*Your goal*
Leaving out every line that comes before the one containing "Ok(settled)", output the rest of the records exactly, the final line included.

*Extracted records*

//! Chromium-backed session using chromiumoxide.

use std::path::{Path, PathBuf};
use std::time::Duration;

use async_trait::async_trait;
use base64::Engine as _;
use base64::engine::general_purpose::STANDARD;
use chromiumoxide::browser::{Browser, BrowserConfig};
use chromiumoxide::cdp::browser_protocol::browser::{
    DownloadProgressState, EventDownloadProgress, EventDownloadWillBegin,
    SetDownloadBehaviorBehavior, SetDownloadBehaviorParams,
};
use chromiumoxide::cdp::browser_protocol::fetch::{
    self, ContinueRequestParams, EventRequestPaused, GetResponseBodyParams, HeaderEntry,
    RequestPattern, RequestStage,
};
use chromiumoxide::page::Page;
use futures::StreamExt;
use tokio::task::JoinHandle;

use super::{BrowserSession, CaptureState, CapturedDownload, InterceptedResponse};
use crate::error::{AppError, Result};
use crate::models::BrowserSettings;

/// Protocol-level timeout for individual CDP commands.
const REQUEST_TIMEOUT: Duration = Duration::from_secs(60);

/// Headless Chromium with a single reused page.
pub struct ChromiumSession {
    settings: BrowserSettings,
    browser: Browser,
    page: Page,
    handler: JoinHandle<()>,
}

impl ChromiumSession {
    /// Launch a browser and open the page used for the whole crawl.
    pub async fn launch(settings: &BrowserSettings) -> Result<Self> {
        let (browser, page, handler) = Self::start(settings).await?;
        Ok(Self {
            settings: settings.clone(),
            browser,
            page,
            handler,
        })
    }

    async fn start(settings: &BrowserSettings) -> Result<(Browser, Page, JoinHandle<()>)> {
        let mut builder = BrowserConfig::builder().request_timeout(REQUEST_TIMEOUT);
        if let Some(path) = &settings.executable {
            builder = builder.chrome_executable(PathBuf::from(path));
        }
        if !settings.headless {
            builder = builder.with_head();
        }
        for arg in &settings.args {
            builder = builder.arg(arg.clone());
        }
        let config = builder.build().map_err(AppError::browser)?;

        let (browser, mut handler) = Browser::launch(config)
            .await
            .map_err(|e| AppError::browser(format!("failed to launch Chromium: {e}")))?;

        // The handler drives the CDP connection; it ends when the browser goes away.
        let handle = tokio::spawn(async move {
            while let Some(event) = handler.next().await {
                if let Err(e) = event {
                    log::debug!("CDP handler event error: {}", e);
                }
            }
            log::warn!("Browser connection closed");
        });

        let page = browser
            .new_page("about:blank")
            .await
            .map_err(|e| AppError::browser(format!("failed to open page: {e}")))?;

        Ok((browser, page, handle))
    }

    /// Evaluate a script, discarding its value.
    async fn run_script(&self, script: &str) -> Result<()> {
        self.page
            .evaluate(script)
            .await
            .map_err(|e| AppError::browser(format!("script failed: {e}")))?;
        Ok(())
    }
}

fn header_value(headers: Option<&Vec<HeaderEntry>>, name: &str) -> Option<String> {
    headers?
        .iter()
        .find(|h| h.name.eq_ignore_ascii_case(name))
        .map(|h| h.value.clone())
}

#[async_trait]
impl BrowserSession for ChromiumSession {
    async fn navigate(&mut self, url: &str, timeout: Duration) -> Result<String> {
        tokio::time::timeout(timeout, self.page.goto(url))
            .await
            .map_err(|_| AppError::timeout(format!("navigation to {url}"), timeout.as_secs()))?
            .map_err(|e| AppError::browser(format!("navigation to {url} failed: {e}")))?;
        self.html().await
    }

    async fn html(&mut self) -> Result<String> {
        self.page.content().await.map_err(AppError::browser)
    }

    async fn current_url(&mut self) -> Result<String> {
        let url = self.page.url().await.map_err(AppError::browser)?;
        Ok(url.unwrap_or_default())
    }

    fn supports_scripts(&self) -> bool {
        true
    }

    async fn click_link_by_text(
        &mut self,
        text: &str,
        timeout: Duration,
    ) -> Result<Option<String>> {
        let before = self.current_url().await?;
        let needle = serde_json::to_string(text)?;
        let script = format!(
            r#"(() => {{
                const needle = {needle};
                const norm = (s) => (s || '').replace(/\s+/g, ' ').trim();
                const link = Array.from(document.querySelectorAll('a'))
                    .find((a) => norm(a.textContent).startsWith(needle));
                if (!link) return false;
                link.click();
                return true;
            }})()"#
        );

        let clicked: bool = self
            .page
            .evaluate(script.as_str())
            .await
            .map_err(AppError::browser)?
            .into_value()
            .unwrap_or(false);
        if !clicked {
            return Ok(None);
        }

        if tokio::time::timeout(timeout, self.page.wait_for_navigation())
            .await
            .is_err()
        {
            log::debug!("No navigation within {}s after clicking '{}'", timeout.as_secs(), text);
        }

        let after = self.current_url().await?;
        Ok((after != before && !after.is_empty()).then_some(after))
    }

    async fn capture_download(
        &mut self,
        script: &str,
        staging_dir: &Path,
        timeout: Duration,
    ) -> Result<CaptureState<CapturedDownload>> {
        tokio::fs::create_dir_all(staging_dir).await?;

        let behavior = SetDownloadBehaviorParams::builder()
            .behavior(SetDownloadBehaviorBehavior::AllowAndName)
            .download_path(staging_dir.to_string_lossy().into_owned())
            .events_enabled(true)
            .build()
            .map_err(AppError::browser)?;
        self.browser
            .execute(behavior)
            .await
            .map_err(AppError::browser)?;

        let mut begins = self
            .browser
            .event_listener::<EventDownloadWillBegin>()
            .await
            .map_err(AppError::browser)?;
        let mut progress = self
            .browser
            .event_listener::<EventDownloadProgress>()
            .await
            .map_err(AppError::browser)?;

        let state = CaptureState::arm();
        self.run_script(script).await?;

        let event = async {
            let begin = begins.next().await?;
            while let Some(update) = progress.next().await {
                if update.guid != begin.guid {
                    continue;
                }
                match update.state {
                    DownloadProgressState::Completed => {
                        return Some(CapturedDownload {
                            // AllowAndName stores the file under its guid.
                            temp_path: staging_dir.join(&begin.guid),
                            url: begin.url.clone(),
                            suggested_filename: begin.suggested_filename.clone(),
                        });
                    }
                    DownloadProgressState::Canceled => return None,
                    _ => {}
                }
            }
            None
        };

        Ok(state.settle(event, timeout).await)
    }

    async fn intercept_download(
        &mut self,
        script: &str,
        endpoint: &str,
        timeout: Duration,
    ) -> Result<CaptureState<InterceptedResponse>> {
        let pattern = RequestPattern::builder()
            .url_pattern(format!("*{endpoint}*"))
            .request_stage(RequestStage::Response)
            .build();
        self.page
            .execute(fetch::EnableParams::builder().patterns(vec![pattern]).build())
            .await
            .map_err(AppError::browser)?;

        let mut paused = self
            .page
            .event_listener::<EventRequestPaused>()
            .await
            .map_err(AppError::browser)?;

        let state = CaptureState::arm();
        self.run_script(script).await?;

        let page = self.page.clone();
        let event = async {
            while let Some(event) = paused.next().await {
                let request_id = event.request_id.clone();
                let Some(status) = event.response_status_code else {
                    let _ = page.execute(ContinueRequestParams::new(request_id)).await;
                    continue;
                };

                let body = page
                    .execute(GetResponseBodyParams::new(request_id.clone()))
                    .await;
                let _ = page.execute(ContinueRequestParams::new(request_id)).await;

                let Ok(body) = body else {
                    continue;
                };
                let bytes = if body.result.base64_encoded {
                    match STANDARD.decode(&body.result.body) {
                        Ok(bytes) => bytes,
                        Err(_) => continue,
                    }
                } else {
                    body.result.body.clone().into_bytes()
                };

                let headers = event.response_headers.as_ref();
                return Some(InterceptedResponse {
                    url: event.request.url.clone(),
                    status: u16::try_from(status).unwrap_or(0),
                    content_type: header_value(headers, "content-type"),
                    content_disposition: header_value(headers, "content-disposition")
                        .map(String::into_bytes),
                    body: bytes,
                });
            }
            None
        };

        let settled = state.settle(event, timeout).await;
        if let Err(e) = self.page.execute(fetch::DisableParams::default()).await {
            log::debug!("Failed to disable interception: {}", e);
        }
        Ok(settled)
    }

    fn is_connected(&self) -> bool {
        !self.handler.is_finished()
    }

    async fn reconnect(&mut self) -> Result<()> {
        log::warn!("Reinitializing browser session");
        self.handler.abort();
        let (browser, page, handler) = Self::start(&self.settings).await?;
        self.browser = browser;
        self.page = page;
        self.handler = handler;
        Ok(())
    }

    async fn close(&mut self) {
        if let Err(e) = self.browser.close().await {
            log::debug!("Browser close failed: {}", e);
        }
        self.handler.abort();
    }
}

*Answer area*
        Ok(settled)
    }

    fn is_connected(&self) -> bool {
        !self.handler.is_finished()
    }

    async fn reconnect(&mut self) -> Result<()> {
        log::warn!("Reinitializing browser session");
        self.handler.abort();
        let (browser, page, handler) = Self::start(&self.settings).await?;
        self.browser = browser;
        self.page = page;
        self.handler = handler;
        Ok(())
    }

    async fn close(&mut self) {
        if let Err(e) = self.browser.close().await {
            log::debug!("Browser close failed: {}", e);
        }
        self.handler.abort();
    }
}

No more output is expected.